— What you need to do —
Go through the data and copy each line that holds "Medium".

— Stored items —
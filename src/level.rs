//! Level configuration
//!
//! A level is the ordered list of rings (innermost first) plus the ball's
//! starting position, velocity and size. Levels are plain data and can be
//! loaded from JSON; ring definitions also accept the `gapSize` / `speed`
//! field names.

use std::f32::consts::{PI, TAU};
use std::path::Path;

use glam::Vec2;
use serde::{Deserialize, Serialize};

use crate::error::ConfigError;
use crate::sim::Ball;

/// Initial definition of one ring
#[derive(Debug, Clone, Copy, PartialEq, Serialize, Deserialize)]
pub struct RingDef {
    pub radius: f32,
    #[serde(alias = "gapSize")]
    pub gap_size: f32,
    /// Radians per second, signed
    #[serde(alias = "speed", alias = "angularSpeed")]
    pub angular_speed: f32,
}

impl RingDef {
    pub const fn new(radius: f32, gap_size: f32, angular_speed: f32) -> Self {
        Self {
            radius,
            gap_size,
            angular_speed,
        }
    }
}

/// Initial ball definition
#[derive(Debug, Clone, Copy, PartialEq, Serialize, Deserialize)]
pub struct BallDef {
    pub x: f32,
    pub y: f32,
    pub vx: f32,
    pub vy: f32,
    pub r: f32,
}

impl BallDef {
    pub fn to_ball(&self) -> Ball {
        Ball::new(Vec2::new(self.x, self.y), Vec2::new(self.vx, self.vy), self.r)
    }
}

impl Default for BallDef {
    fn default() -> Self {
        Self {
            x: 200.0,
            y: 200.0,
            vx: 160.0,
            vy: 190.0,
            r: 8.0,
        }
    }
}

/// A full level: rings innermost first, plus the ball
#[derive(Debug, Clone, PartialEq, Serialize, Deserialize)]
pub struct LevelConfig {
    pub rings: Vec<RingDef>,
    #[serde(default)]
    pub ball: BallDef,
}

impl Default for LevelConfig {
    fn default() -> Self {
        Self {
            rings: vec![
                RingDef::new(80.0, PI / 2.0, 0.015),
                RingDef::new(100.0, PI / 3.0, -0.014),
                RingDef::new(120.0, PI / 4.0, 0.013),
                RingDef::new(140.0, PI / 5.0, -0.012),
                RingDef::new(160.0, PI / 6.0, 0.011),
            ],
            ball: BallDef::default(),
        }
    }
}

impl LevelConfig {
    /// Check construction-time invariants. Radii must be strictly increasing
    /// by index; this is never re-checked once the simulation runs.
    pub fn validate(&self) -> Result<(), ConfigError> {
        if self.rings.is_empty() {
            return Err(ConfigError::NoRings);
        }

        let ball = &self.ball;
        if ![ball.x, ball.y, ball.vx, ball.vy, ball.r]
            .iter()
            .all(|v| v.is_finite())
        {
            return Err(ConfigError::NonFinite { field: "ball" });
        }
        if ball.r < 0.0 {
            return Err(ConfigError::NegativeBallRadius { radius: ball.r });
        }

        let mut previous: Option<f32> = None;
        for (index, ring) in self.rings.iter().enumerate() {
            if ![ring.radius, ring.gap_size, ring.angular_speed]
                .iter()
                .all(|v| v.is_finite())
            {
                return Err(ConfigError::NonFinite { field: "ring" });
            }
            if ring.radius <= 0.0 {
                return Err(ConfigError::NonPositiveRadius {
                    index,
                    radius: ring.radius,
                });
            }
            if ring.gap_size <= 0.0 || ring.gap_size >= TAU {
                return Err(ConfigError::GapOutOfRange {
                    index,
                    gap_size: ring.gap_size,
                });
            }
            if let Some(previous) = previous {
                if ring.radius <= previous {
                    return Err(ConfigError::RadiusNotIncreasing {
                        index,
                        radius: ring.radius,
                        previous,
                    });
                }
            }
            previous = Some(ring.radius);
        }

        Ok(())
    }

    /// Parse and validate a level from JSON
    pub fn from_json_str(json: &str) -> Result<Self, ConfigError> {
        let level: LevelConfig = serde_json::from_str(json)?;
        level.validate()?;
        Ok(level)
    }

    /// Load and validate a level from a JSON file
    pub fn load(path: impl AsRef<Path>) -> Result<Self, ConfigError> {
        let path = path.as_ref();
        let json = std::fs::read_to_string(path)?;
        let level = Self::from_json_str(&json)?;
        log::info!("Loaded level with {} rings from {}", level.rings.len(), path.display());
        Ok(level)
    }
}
...
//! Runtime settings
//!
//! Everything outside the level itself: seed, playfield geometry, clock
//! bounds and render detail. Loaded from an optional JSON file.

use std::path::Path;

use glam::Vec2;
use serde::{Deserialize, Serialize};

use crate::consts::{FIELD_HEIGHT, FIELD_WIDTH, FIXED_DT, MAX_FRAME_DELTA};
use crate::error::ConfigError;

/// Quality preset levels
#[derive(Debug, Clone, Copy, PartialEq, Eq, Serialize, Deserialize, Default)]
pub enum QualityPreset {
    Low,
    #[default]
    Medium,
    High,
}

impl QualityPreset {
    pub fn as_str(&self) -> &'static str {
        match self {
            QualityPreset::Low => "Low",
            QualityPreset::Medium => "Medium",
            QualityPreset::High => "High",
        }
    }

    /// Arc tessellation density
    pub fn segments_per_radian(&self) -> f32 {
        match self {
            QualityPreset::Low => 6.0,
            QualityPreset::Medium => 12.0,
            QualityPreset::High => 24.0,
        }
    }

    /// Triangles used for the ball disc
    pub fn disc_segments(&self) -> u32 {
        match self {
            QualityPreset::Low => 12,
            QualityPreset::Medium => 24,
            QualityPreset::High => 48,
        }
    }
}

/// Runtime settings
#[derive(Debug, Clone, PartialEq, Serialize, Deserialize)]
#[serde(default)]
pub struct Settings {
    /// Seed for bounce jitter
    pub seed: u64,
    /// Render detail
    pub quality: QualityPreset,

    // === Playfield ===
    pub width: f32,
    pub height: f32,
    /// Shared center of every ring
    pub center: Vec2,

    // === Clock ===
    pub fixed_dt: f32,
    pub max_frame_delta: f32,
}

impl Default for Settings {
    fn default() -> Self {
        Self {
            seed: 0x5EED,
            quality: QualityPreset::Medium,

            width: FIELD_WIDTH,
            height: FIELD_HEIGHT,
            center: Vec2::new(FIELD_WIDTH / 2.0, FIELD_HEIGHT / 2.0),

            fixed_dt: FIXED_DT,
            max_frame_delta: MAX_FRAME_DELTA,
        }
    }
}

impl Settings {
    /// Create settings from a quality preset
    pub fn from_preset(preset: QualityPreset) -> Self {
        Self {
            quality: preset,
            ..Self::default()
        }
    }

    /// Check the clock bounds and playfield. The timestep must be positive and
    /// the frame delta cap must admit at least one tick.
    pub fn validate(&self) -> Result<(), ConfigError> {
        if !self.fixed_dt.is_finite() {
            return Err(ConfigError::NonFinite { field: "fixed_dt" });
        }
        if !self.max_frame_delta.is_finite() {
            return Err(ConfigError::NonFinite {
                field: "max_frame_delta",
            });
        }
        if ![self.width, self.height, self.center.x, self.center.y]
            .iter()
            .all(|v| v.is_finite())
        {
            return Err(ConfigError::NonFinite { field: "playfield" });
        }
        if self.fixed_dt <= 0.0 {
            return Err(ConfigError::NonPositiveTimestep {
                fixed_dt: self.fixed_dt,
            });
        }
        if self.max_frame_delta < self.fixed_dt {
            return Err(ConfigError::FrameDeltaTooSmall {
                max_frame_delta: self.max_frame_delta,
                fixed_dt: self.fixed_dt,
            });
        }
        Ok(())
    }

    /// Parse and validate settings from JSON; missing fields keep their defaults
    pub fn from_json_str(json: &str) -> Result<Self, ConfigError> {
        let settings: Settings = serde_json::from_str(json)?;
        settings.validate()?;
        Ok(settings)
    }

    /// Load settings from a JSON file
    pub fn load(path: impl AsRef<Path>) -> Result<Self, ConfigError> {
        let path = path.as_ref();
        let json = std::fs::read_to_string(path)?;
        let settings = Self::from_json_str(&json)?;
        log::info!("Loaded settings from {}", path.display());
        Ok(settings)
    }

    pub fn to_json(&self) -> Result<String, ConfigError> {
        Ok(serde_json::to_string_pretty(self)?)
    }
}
--
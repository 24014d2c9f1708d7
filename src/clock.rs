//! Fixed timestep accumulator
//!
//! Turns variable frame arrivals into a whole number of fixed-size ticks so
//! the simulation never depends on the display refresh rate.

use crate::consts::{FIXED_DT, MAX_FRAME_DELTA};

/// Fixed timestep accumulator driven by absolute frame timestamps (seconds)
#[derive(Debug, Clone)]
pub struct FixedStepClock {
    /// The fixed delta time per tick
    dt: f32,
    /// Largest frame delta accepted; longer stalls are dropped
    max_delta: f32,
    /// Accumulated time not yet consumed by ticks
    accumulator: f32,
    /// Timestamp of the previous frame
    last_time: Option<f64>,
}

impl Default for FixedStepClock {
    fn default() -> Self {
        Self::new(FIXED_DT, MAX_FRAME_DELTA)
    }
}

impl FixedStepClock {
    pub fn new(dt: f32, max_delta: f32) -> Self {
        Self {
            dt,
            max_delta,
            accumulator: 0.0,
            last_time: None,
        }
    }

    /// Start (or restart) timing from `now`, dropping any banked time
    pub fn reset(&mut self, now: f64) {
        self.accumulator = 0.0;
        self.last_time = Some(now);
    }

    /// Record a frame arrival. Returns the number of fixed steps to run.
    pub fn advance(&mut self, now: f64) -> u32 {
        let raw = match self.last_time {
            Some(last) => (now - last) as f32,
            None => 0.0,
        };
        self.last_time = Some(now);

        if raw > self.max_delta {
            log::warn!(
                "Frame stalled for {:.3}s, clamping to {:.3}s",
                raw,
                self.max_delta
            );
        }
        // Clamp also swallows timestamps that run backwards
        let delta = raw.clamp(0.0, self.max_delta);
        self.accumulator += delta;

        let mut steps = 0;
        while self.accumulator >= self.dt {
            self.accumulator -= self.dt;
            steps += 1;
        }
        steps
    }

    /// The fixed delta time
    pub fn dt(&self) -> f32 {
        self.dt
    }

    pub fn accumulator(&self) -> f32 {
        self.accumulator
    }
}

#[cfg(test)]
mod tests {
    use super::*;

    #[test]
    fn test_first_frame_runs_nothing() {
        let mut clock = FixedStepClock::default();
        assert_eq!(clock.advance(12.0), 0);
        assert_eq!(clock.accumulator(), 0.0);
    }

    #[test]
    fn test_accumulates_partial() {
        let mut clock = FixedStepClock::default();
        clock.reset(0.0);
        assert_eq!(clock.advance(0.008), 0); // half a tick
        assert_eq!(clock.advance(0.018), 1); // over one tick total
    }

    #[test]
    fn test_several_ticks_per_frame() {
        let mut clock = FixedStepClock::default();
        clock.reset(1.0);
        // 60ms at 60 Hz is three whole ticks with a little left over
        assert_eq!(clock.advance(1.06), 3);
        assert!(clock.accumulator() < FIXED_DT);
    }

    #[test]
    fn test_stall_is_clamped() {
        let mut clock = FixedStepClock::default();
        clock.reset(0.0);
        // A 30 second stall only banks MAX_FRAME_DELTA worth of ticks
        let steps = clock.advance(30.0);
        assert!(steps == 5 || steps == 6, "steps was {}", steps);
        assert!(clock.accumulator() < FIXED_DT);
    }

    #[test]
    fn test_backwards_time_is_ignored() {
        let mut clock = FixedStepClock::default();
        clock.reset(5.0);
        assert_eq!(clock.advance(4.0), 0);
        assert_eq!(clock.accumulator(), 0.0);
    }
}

— Completed task —
    Medium,
            QualityPreset::Medium => "Medium",
            QualityPreset::Medium => 12.0,
            QualityPreset::Medium => 24,
            quality: QualityPreset::Medium,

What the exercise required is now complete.